▸ **PROVIDED ENTRIES**:

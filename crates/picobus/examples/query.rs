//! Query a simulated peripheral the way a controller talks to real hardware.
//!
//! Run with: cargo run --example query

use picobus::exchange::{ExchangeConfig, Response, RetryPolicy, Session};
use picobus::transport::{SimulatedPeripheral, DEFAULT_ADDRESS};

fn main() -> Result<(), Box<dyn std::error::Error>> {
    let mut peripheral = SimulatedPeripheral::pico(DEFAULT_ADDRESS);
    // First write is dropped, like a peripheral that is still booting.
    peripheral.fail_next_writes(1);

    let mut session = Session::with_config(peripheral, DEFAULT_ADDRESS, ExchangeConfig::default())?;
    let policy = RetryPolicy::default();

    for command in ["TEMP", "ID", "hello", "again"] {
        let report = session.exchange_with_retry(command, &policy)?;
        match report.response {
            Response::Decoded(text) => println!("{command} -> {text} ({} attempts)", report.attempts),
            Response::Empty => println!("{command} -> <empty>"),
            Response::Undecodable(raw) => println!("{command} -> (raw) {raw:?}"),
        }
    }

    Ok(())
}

...

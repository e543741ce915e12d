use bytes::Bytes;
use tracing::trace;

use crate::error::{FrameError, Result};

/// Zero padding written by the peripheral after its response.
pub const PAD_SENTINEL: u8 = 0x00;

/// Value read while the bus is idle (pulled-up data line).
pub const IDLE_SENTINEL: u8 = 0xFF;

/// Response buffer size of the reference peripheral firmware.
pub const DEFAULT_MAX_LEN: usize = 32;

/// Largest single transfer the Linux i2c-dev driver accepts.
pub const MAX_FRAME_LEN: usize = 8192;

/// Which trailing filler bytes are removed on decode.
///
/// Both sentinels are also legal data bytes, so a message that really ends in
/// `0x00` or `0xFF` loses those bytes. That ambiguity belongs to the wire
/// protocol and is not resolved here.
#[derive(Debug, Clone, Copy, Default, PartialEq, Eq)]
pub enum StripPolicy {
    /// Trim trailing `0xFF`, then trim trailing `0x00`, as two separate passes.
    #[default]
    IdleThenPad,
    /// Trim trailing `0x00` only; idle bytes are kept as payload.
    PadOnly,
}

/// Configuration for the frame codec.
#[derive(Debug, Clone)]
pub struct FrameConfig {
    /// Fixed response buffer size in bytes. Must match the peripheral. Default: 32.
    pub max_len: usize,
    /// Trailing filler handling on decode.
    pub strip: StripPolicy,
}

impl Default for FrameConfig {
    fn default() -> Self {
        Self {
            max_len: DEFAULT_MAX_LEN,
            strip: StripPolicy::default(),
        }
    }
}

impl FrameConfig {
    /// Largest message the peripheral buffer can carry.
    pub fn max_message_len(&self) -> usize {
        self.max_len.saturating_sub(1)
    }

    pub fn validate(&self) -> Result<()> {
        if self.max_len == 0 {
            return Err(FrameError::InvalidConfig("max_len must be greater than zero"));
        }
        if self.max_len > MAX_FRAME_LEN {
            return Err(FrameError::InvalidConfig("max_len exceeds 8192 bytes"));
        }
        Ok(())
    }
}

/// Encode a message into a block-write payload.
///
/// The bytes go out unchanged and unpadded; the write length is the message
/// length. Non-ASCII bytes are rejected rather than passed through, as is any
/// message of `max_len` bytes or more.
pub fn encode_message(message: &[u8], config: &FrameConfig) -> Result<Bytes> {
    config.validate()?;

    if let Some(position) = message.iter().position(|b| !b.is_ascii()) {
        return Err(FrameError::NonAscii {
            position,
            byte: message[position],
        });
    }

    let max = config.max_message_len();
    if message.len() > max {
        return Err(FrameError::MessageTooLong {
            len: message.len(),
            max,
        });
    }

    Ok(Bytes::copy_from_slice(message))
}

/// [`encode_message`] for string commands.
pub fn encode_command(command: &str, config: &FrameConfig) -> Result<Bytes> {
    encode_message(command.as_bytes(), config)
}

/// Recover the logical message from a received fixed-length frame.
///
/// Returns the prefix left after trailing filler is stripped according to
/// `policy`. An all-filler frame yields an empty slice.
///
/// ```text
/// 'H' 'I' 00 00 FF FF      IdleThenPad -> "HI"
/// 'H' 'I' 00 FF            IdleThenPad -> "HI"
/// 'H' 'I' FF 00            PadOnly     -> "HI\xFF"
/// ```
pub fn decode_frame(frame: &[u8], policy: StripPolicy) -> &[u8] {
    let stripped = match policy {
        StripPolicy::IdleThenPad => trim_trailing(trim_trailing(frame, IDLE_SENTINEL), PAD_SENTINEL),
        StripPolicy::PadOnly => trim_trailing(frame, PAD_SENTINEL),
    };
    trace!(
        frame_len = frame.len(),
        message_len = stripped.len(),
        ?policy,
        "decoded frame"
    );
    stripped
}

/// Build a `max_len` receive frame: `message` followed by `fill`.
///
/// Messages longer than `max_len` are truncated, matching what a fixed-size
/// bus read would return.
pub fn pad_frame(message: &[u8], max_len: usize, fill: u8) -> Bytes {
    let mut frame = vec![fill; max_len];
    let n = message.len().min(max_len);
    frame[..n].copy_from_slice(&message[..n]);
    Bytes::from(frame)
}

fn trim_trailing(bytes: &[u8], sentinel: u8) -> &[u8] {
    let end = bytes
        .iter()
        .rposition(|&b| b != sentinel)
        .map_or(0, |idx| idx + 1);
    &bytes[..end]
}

---

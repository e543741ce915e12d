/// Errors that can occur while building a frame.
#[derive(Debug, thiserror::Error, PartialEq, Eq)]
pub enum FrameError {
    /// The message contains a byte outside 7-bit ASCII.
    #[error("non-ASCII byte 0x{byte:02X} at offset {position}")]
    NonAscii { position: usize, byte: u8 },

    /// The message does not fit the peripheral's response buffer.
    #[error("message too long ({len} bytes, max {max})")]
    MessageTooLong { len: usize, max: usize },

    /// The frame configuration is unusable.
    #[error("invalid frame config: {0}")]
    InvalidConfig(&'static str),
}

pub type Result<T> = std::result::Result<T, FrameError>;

▸ **WHAT THE TASK ASKS**: Copy out whichever lines of the listing contain the word "report".

▸ **TASK SOLUTION**:
        let report = session.exchange_with_retry(command, &policy)?;
        match report.response {
            Response::Decoded(text) => println!("{command} -> {text} ({} attempts)", report.attempts),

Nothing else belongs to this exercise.